Christian Fernsby ▼ | June 1, 2020
The Korea Fair Trade Commission approved Jeju Air to acquire shares of Eastar Jet after the merger review.
Jeju Air
Eastar Jet   Jeju Air
Jeju Air signed a deal with Eastar Jet on Mar. 2, 2020 to acquire a 51.17% stake in Eastar Jet, and notified the transaction to the KFTC on Mar. 13, 2020. Following the notification, the KFTC proceeded the merger review as promptly as possible to take into consideration struggles the aviation industry faces in the midst of the COVID-19 pandemic.

Topics: Korea Eastar Jet Jeju Air

After the review, the KFTC ruled that the merger transaction can be exempt from the antitrust laws in recognition of Eastar Jet’s inability to continue operating without being acquired by Jeju Air.

The failing firm defense can be established when, from a competitive perspective, it is considered that approving a merger to keep assets of a failing company in the relevant market is better than disapproving the merger for its anti-competitive concerns and leaving the company exit the market.

Looking at the financial situation of Eastar Jet between 2013 and 2019, the total capital had been impaired every year with a total of KRW 63.2 billion at the end of 2019. In 2019, the company posted an operating loss of KRW 79.3 billion due to a drop in the number of Korean travelers to Japan, and the Boeing 737-Max groundings.

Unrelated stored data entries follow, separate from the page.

fn map_related_information(
    mapper: &dyn DocumentMapper,
    related: Option<Vec<DiagnosticRelatedInformation>>,
    to_original: bool,
) -> Option<Vec<DiagnosticRelatedInformation>> {
    related.map(|infos| {
        infos
            .into_iter()
            .map(|info| {
                if !is_local(mapper, &info.location.uri) {
                    return info;
                }
                let range = if to_original {
                    mapper.range_to_original(info.location.range)
                } else {
                    mapper.range_to_generated(info.location.range)
                };
                DiagnosticRelatedInformation {
                    location: Location {
                        range,
                        ..info.location
                    },
                    ..info
                }
            })
            .collect()
    })
}

pub fn map_diagnostic_to_original(mapper: &dyn DocumentMapper, diagnostic: Diagnostic) -> Diagnostic {
    Diagnostic {
        range: mapper.range_to_original(diagnostic.range),
        related_information: map_related_information(
            mapper,
            diagnostic.related_information,
            true,
        ),
        ..diagnostic
    }
}

pub fn map_diagnostic_to_generated(
    mapper: &dyn DocumentMapper,
    diagnostic: Diagnostic,
) -> Diagnostic {
    Diagnostic {
        range: mapper.range_to_generated(diagnostic.range),
        related_information: map_related_information(
            mapper,
            diagnostic.related_information,
            false,
        ),
        ..diagnostic
    }
}

pub fn map_color_information_to_original(
    mapper: &dyn DocumentMapper,
    info: ColorInformation,
) -> ColorInformation {
    ColorInformation {
        range: mapper.range_to_original(info.range),
        ..info
    }
}

pub fn map_color_presentation_to_original(
    mapper: &dyn DocumentMapper,
    presentation: ColorPresentation,
) -> ColorPresentation {
    ColorPresentation {
        text_edit: presentation
            .text_edit
            .map(|edit| map_text_edit_to_original(mapper, edit)),
        additional_text_edits: presentation
            .additional_text_edits
            .map(|edits| map_text_edits_to_original(mapper, edits)),
        ..presentation
    }
}

pub fn map_symbol_information_to_original(
    mapper: &dyn DocumentMapper,
    symbol: SymbolInformation,
) -> SymbolInformation {
    if !is_local(mapper, &symbol.location.uri) {
        return symbol;
    }
    SymbolInformation {
        location: Location {
            range: mapper.range_to_original(symbol.location.range),
            ..symbol.location
        },
        ..symbol
    }
}

pub fn map_document_symbol_to_original(
    mapper: &dyn DocumentMapper,
    symbol: DocumentSymbol,
) -> DocumentSymbol {
    DocumentSymbol {
        range: mapper.range_to_original(symbol.range),
        selection_range: mapper.range_to_original(symbol.selection_range),
        children: symbol.children.map(|children| {
            children
                .into_iter()
                .map(|child| map_document_symbol_to_original(mapper, child))
                .collect()
        }),
        ..symbol
    }
}

/// Only links into the fragment's own document get their target remapped;
/// cross-file targets are already in the right space.
pub fn map_location_link_to_original(
    mapper: &dyn DocumentMapper,
    link: LocationLink,
) -> LocationLink {
    let local = is_local(mapper, &link.target_uri);
    LocationLink {
        origin_selection_range: link
            .origin_selection_range
            .map(|r| mapper.range_to_original(r)),
        target_range: if local {
            mapper.range_to_original(link.target_range)
        } else {
            link.target_range
        },
        target_selection_range: if local {
            mapper.range_to_original(link.target_selection_range)
        } else {
            link.target_selection_range
        },
        ..link
    }
}

fn map_workspace_edit_to_original(mapper: &dyn DocumentMapper, edit: WorkspaceEdit) -> WorkspaceEdit {
    let changes = edit.changes.map(|changes| {
        changes
            .into_iter()
            .map(|(uri, edits)| {
                let edits = if is_local(mapper, &uri) {
                    map_text_edits_to_original(mapper, edits)
                } else {
                    edits
                };
                (uri, edits)
            })
            .collect::<HashMap<_, _>>()
    });

    let document_changes = edit.document_changes.map(|changes| match changes {
        DocumentChanges::Edits(edits) => DocumentChanges::Edits(
            edits
                .into_iter()
                .map(|edit| map_text_document_edit_to_original(mapper, edit))
                .collect(),
        ),
        // Resource operations carry no ranges.
        operations @ DocumentChanges::Operations(_) => operations,
    });

    WorkspaceEdit {
        changes,
        document_changes,
        ..edit
    }
}

fn map_text_document_edit_to_original(
    mapper: &dyn DocumentMapper,
    edit: TextDocumentEdit,
) -> TextDocumentEdit {
    if !is_local(mapper, &edit.text_document.uri) {
        return edit;
    }
    TextDocumentEdit {
        edits: edit
            .edits
            .into_iter()
            .map(|edit| match edit {
                OneOf::Left(edit) => OneOf::Left(map_text_edit_to_original(mapper, edit)),
                OneOf::Right(mut annotated) => {
                    annotated.text_edit = map_text_edit_to_original(mapper, annotated.text_edit);
                    OneOf::Right(annotated)
                }
            })
            .collect(),
        ..edit
    }
}

pub fn map_code_action_to_original(mapper: &dyn DocumentMapper, action: CodeAction) -> CodeAction {
    CodeAction {
        diagnostics: action.diagnostics.map(|diagnostics| {
            diagnostics
                .into_iter()
                .map(|d| map_diagnostic_to_original(mapper, d))
                .collect()
        }),
        edit: action
            .edit
            .map(|edit| map_workspace_edit_to_original(mapper, edit)),
        ..action
    }
}

pub fn map_folding_range_to_original(
    mapper: &dyn DocumentMapper,
    folding: FoldingRange,
) -> FoldingRange {
    let start = mapper.to_original(Position::new(
        folding.start_line,
        folding.start_character.unwrap_or(0),
    ));
    let end = mapper.to_original(Position::new(
        folding.end_line,
        folding.end_character.unwrap_or(0),
    ));
    FoldingRange {
        start_line: start.line,
        start_character: folding.start_character.map(|_| start.character),
        end_line: end.line,
        end_character: folding.end_character.map(|_| end.character),
        ..folding
    }
}

pub fn map_selection_range_to_original(
    mapper: &dyn DocumentMapper,
    selection: SelectionRange,
) -> SelectionRange {
    SelectionRange {
        range: mapper.range_to_original(selection.range),
        parent: selection
            .parent
            .map(|parent| Box::new(map_selection_range_to_original(mapper, *parent))),
    }
}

Eastar Jet’s tangible assets were only KRW 45 billion at the end of 2019. The KFTC considered that it would be difficult for the company to repay its outstanding debts amounting to KRW 115.2 billion at the end of Mar. 2020, including aircraft lease payment, airport fees, aviation fuel costs and employee wages.

Also, Eastar Jet suspended its services for domestic and international flights due to the impact of coronavirus, and the company’s restructuring was underway.

Therefore, it seemed to be not easy for the company to resume the business in a short period and recover the ability to reimburse the liabilities. Moreover, Eastar Jet had difficulties raising money by taking out a loan from financial institutions or issuing new stocks given the parent company’s financial status.

Taking into account these circumstances, the KFTC concluded that it would be difficult to keep Eastar Jet’s assets in the market in a less anti-competitive way other than the acquisition by Jeju Air (Jeju Air was the sole buyer).